* [WORK REQUIRED]: Retype, word for word, every line of the records below starting at the one that contains "pub fn point(x: f64, y: f64)" and ending at the one that contains "iteration is complete."; include both of those lines and nothing more.

* [DATA LISTING]:
_ _ _ _ _

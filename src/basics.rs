//! Foundation types shared by every pipeline stage.
//!
//! Path commands, points, and the `VertexSource` pull contract that curves,
//! paths, dashers, strokers and the subpath adapter all implement.

// ============================================================================
// Path commands
// ============================================================================

/// Command attached to every vertex produced by a [`VertexSource`].
#[derive(Debug, Clone, Copy, PartialEq, Eq, Hash, Default)]
pub enum PathCommand {
    /// End of the vertex stream. Not a drawable point.
    #[default]
    Stop,
    /// Starts a new contour.
    MoveTo,
    /// Extends the current contour.
    LineTo,
    /// Closes the current contour back to its start.
    Close,
}

impl PathCommand {
    /// Returns `true` for the stream terminator.
    #[inline]
    pub fn is_stop(self) -> bool {
        self == PathCommand::Stop
    }

    /// Returns `true` if the command carries a drawable point
    /// (`MoveTo` or `LineTo`).
    #[inline]
    pub fn is_vertex(self) -> bool {
        matches!(self, PathCommand::MoveTo | PathCommand::LineTo)
    }

    #[inline]
    pub fn is_move_to(self) -> bool {
        self == PathCommand::MoveTo
    }

    #[inline]
    pub fn is_line_to(self) -> bool {
        self == PathCommand::LineTo
    }

    #[inline]
    pub fn is_close(self) -> bool {
        self == PathCommand::Close
    }
}

// ============================================================================
// Point
// ============================================================================

/// A 2D point.
#[derive(Debug, Clone, Copy, PartialEq, Default)]
#[cfg_attr(feature = "serialization", derive(serde::Serialize, serde::Deserialize))]
pub struct PointBase<T: Copy> {
    pub x: T,
    pub y: T,
}

impl<T: Copy> PointBase<T> {
    pub fn new(x: T, y: T) -> Self {
        Self { x, y }
    }
}

pub type PointD = PointBase<f64>;

/// Shorthand constructor for [`PointD`].
#[inline]
pub fn point(x: f64, y: f64) -> PointD {
    PointD::new(x, y)
}

// ============================================================================
// Vertex
// ============================================================================

/// A vertex with coordinates and a path command.
#[derive(Debug, Clone, Copy, PartialEq)]
pub struct VertexD {
    pub x: f64,
    pub y: f64,
    pub cmd: PathCommand,
}

impl VertexD {
    pub fn new(x: f64, y: f64, cmd: PathCommand) -> Self {
        Self { x, y, cmd }
    }
}

// ============================================================================
// VertexSource trait
// ============================================================================

/// The pull contract every pipeline stage implements.
///
/// Each call to [`vertex`](VertexSource::vertex) writes the next coordinate
/// pair and returns its command; [`PathCommand::Stop`] ends the stream.
/// Every implementation in this crate keeps returning `Stop` once it has been
/// reached, until an explicit `rewind`.
///
/// What `rewind` restarts differs per implementation and is documented on
/// each one: curve iterators cannot be restarted at all, paths restart at the
/// path id they were given, adapters forward the rewind upstream.
///
/// This is intentionally not `Iterator`: the stream is restartable by id and
/// produces commands with out-of-band terminator semantics.
pub trait VertexSource {
    /// Reset the source to the beginning of the path identified by `path_id`.
    fn rewind(&mut self, path_id: u32);

    /// Return the next vertex. Writes coordinates to `x` and `y`, returns the
    /// command. Returns [`PathCommand::Stop`] when iteration is complete.
    fn vertex(&mut self, x: &mut f64, y: &mut f64) -> PathCommand;
}

/// Lets a pipeline stage borrow its upstream instead of owning it.
impl<T: VertexSource + ?Sized> VertexSource for &mut T {
    fn rewind(&mut self, path_id: u32) {
        (**self).rewind(path_id);
    }

    fn vertex(&mut self, x: &mut f64, y: &mut f64) -> PathCommand {
        (**self).vertex(x, y)
    }
}

/// Lets heterogeneous stages be chained through `Box<dyn VertexSource>`.
impl<T: VertexSource + ?Sized> VertexSource for Box<T> {
    fn rewind(&mut self, path_id: u32) {
        (**self).rewind(path_id);
    }

    fn vertex(&mut self, x: &mut f64, y: &mut f64) -> PathCommand {
        (**self).vertex(x, y)
    }
}

/// Drain `vs` from `path_id` into `out`, stopping at the first `Stop`.
///
/// `out` is cleared first and its allocation reused. The terminating `Stop`
/// is not stored.
pub fn collect_into<VS: VertexSource + ?Sized>(vs: &mut VS, path_id: u32, out: &mut Vec<VertexD>) {
    out.clear();
    vs.rewind(path_id);
    loop {
        let (mut x, mut y) = (0.0, 0.0);
        let cmd = vs.vertex(&mut x, &mut y);
        if cmd.is_stop() {
            break;
        }
        out.push(VertexD::new(x, y, cmd));
    }
}

// ============================================================================
// Tests
// ============================================================================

_ _ _ _ _

* [COMPLETED TASK]:
pub fn point(x: f64, y: f64) -> PointD {
    PointD::new(x, y)
}

// ============================================================================
// Vertex
// ============================================================================

/// A vertex with coordinates and a path command.
#[derive(Debug, Clone, Copy, PartialEq)]
pub struct VertexD {
    pub x: f64,
    pub y: f64,
    pub cmd: PathCommand,
}

impl VertexD {
    pub fn new(x: f64, y: f64, cmd: PathCommand) -> Self {
        Self { x, y, cmd }
    }
}

// ============================================================================
// VertexSource trait
// ============================================================================

/// The pull contract every pipeline stage implements.
///
/// Each call to [`vertex`](VertexSource::vertex) writes the next coordinate
/// pair and returns its command; [`PathCommand::Stop`] ends the stream.
/// Every implementation in this crate keeps returning `Stop` once it has been
/// reached, until an explicit `rewind`.
///
/// What `rewind` restarts differs per implementation and is documented on
/// each one: curve iterators cannot be restarted at all, paths restart at the
/// path id they were given, adapters forward the rewind upstream.
///
/// This is intentionally not `Iterator`: the stream is restartable by id and
/// produces commands with out-of-band terminator semantics.
pub trait VertexSource {
    /// Reset the source to the beginning of the path identified by `path_id`.
    fn rewind(&mut self, path_id: u32);

    /// Return the next vertex. Writes coordinates to `x` and `y`, returns the
    /// command. Returns [`PathCommand::Stop`] when iteration is complete.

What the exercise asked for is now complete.